The boy with the porcelain blade - Den Patrick

Lucien de Fontein has grown up different. One of the mysterious and misshapen Orfano who appear around the Kingdom of Landfall, he is a talented fighter yet constantly lonely, tormented by his deformity, and well aware that he is a mere pawn in a political game. Ruled by an insane King and the venomous Majordomo, it is a world where corruption and decay are deeply rooted - but to a degree Lucien never dreams possible when he first discovers the plight of the 'insane' women kept in the haunting Sanatoria.

Told in a continuous narrative interspersed with flashbacks we see Lucien grow up under the care of his tutors. We watch him forced through rigorous Testings, and fall in love, set against his yearning to discover where he comes from, and how his fate is tied to that of every one of the deformed Orfano in the Kingdom, and of the eerie Sanatoria itself.

My thoughts:
Now what to call this one? Most of the action takes place in a castle, like 95% of the book (makes me think of Mervyn Peake). There is somewhat of a Gothic Darkness over the whole castles area. A king who no one sees and who seems to be immortal. People going missing and of course the Orfanos. The king has ordered that they should be treated well so they are all in "school". Some of these Orfanos are very deformed while some like Lucien got lucky, he has no ears, but it ends there. They, the nobles, and everyone really have their own intrigues and lots of backstabbing going on here.

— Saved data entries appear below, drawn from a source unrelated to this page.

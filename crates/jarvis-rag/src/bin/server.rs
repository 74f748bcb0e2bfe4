//! RAG Server binary
//!
//! Run with: cargo run -p jarvis-rag --bin jarvis-rag-server

use std::path::PathBuf;

use jarvis_rag::{
    config::RagConfig,
    server::{state::AppState, RagServer},
};
use tracing_subscriber::{layer::SubscriberExt, util::SubscriberInitExt};

#[tokio::main]
async fn main() -> anyhow::Result<()> {
    tracing_subscriber::registry()
        .with(
            tracing_subscriber::EnvFilter::try_from_default_env()
                .unwrap_or_else(|_| "jarvis_rag=info,tower_http=debug".into()),
        )
        .with(tracing_subscriber::fmt::layer())
        .init();

    println!(
        r#"
╔═══════════════════════════════════════════════════════════╗
║                    Enterprise JARVIS                      ║
║           Document Q&A with Source Citations              ║
╚═══════════════════════════════════════════════════════════╝
"#
    );

    let config_path = std::env::var("JARVIS_CONFIG").ok().map(PathBuf::from);
    let config = RagConfig::load(config_path.as_deref())?;

    tracing::info!("Configuration loaded");
    tracing::info!("  - Embedding model: {}", config.embeddings.model);
    tracing::info!("  - Embedding dimensions: {}", config.embeddings.dimensions);
    tracing::info!("  - LLM model: {}", config.llm.model);
    tracing::info!("  - Vector index: {}", config.vector_db.index_name);
    tracing::info!(
        "  - Chunking: {} chars, {} overlap",
        config.chunking.chunk_size,
        config.chunking.chunk_overlap
    );

    let state = AppState::from_config(config).await?;

    tracing::info!(
        "Uploads saved to {}",
        state.engine().loader().documents_dir().display()
    );

    let llm = state.engine().llm();
    match llm.model_available().await {
        Ok(true) => tracing::info!("Ollama is serving {}", llm.model()),
        Ok(false) => {
            tracing::warn!("Model {} is not pulled", llm.model());
            tracing::warn!("  Run: ollama pull {}", llm.model());
        }
        Err(e) => {
            tracing::warn!("Ollama not available at {}: {}", state.config().llm.base_url, e);
            tracing::warn!("  1. Start: ollama serve");
            tracing::warn!("  2. Pull the model: ollama pull {}", llm.model());
        }
    }

    let server = RagServer::new(state);

    println!("\nServer starting...");
    println!("  UI:     http://{}", server.address());
    println!("  Health: http://{}/health", server.address());
    println!("  Info:   http://{}/api/info", server.address());
    println!("\nPress Ctrl+C to stop\n");

    server.start().await?;

    Ok(())
}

The whole fantasy feel is also different. The world is Italian of a sort, but then some names and myths are mentioned. It made me think that a bunch if Italians got on a ship and got ship wrecked on a mythical island. And there they are stuck, for all time and we can't find them. And island of their own horror.

The book is told through flashbacks of his life growing up and the tests he had to take. And present time when he gets into trouble because of something I will not mention. The end is open in a way, it has a conclusion for him, but I do wonder about what happens next.

I liked it. At first I was not sure about the flashbacks cos I really wanted to know what would happen to Lucien, and not see what happened before. I do hate waiting. But I can live with that ;) A different sort of fantasy when it's not easy to really stick out.

Cover
Ok

Paperback, 336 pages
Published March 20th 2014 by Gollancz

Fantasy
For review

Wednesday, 19 March 2014

Author Interview: Den Patrick

Today's author interview is with Den Patrick.

Welcome!

1. First, who is Den Patrick? Tell me about yourself.
I live in London, where I’ve had jobs as a bookseller and comics editor. I worked for Games Workshop many years ago in their stores. I still enjoying tabletop gaming, role playing games, card games, console games... you get the idea. I also reviewed SFF books for a few years for the now defunct Dreamwatch Magazine. I’m originally from Dorset, born to Londoner parents. I attended a performing arts college, which just goes to prove you never  know what you’ll be when you eventually grow up.

2. In your new book, The Boy with the Porcelain Blade, we have Lucien who is Orfano. Enlighten is what that means.
The Orfano are, as you might guess, orphaned children, found on the steps of Demesne, the vast sprawling castle where the novel takes place. The Orfano are unique from other foundlings, bearing strange deformities and possessing talents. The reclusive king has decreed that the Orfano be fostered with one of the four Great Houses. The Orfano are distrusted because of their otherness; the more superstitious folk of Landfall think them witches, or streghe in the old tongue.

3. How was Lucien born in your mind?
I tried to ask myself what it would be like to grow up in that environment. I studied counseling and family counseling briefly and I’m fascinated by what makes people tick: nature, nurture, environment, conditioning and so on. Lucien lacks ears and is self-conscious about his deformity, though he tries to hide it with long hair, fine clothes, and a teenage bravura he rarely feels. 

Lucien was always going to be brat, growing up in Demesne with so much privilege. It was important to surround him with people who would humanize and ground him. Camelia the cook becomes a mother figure to him. His relationship with Rafaela, his nanny changes over the course of the novel, but she is frequently a conscience of sorts. 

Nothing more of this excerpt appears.